This repository contains Apache Beam code examples for running on Google Cloud Dataflow. The following examples are contained in this repository:
- Streaming pipeline
- Reading CSVs from a Cloud Storage bucket and streaming the data into BigQuery
- Batch pipeline
- Reading from AWS S3 and writing to Google BigQuery
- Reading from Google Cloud Storage and writing to Google BigQuery
The goal of this example is to overcome the limitations of micro-batching with BigQuery. This exapmle covers the following steps:
- Reads a number of CSV files from Cloud Storage
- Covers the CSV files into a Java Object
- Writes the rows into BigQuery
For more details on the limitations of micro-batching within BigQuery, check out my blog.

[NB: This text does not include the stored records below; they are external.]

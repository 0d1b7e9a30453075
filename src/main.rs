mod cli;
mod commands;
mod config;
mod paths;
mod ui;

use anyhow::Result;
use clap::{CommandFactory, Parser};
use clap_complete::generate;
use cli::{Cli, Command};
use std::io;
use std::path::PathBuf;
use std::process::ExitCode;

/// Global context for the application
pub struct Context {
    pub verbose: u8,
    pub quiet: bool,
    pub config: Option<PathBuf>,
}

fn main() -> ExitCode {
    let cli = Cli::parse();

    // Initialize logging based on verbosity
    let log_level = match cli.verbose {
        0 => log::LevelFilter::Warn,
        1 => log::LevelFilter::Info,
        2 => log::LevelFilter::Debug,
        _ => log::LevelFilter::Trace,
    };

    env_logger::Builder::new()
        .filter_level(if cli.quiet {
            log::LevelFilter::Error
        } else {
            log_level
        })
        .format_timestamp(None)
        .init();

    let ctx = Context {
        verbose: cli.verbose,
        quiet: cli.quiet,
        config: cli.config,
    };

    match run(&ctx, cli.command) {
        Ok(()) => ExitCode::SUCCESS,
        Err(err) => {
            report(&err);
            ExitCode::FAILURE
        }
    }
}

fn run(ctx: &Context, command: Command) -> Result<()> {
    match command {
        Command::Promote(args) => commands::promote::run(ctx, args),
        Command::Doctor => commands::doctor::run(ctx),
        Command::Completions { shell } => {
            let mut cmd = Cli::command();
            generate(shell, &mut cmd, "promoter", &mut io::stdout());
            Ok(())
        }
    }
}

/// Print the error chain, then what kind of failure it was and what to do.
fn report(err: &anyhow::Error) {
    ui::error(&err.to_string());
    for cause in err.chain().skip(1) {
        ui::dim_err(&format!("caused by: {cause}"));
    }

    if let Some(promote_err) = err
        .chain()
        .find_map(|cause| cause.downcast_ref::<promotekit::Error>())
    {
        let category = promote_err.category();
        eprintln!();
        ui::kv_err("error", category.description());
        ui::kv_err("advice", category.advice());
        if category.is_retryable() {
            ui::kv_err("retry", "safe to re-trigger this promotion");
        }
    }
}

- Ensure that you have billing enabled for your project
- Enable the following Google Cloud Platform APIs:
- Cloud Dataflow, Compute Engine, Stackdriver Logging, Google Cloud Storage, Google Cloud Storage JSON, BigQuery, Google Cloud Pub/Sub, Google Cloud Datastore, and Google Cloud Resource Manager APIs.
- Create a Google Cloud Storage bucket to stage your Cloud Dataflow code. Make sure you note the bucket name as you will need it later.

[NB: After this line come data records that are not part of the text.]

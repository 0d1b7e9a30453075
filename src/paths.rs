//! Path resolution for promoter.
//!
//! # Environment Variables
//!
//! - `PROMOTER_CONFIG_DIR` - Override config directory
//!
//! # Path Resolution Priority
//!
//! For config_dir():
//! 1. `PROMOTER_CONFIG_DIR` environment variable
//! 2. `XDG_CONFIG_HOME/promoter` (if set)
//! 3. `~/.config/promoter`

use anyhow::{Context, Result};
use std::path::PathBuf;

/// Environment variable for config directory override
pub const ENV_CONFIG_DIR: &str = "PROMOTER_CONFIG_DIR";

/// Name of the configuration file inside the config directory
pub const CONFIG_FILE: &str = "config.toml";

/// Get the promoter config directory path
pub fn config_dir() -> Result<PathBuf> {
    if let Ok(dir) = std::env::var(ENV_CONFIG_DIR) {
        let path = expand(&dir);
        log::debug!(
            "Using config dir from {}: {}",
            ENV_CONFIG_DIR,
            path.display()
        );
        return Ok(path);
    }

    if let Ok(xdg_config) = std::env::var("XDG_CONFIG_HOME")
        && !xdg_config.is_empty()
    {
        let path = PathBuf::from(xdg_config).join("promoter");
        log::debug!("Using XDG_CONFIG_HOME: {}", path.display());
        return Ok(path);
    }

    let home = dirs::home_dir().context("Could not determine home directory")?;
    let path = home.join(".config").join("promoter");
    log::debug!("Using default config dir: {}", path.display());
    Ok(path)
}

/// Default location of the configuration file
pub fn config_file() -> Result<PathBuf> {
    Ok(config_dir()?.join(CONFIG_FILE))
}

/// Expand `~` and environment variables in a path string.
pub fn expand(path: &str) -> PathBuf {
    let expanded = shellexpand::full(path).unwrap_or(std::borrow::Cow::Borrowed(path));
    PathBuf::from(expanded.as_ref())
}

// ============================================================================
// Tests
// ============================================================================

- Create a BigQuery dataset called finance. Keep note of the fully qualified dataset name which is in the format projectName:finance
- Upload the sample_1.csv and sample_2.csv to your Google Cloud Storage bucket
- Validate that the data has been loaded into BigQuery
mvn compile exec:java \
-Dexec.mainClass=com.harland.example.batch.BigQueryImportPipeline \
-Dexec.args="--project=<GCP PROJECT ID> \
--bucketUrl=gs://<GCS BUCKET NAME> \
--bqTableName=<BIGQUERY TABLE e.g. project:finance.transactions> \
--runner=DataflowRunner \
--region=europe-west1 \
--stagingLocation=gs://<DATAFLOW BUCKET>/stage/ \
--tempLocation=gs://<DATAFLOW BUCKET>/temp/"
The goal of the example code is to calculate the total amount transferred for each user_id in the transfers_july.csv. This is purely fictitious example that covers the following steps:
- Reads a CSV file from AWS S3
- Converts the CSV file into a Java Object
- Creates key, value pairs where user_id is the key and amount is the value
- Sums the amount for each user_id
- Writes the result to BigQuery
- Ensure that you have billing enabled for your project
- Enable the following Google Cloud Platform APIs:
- Cloud Dataflow, Compute Engine, Stackdriver Logging, Google Cloud Storage, Google Cloud Storage JSON, BigQuery, Google Cloud Pub/Sub, Google Cloud Datastore, and Google Cloud Resource Manager APIs.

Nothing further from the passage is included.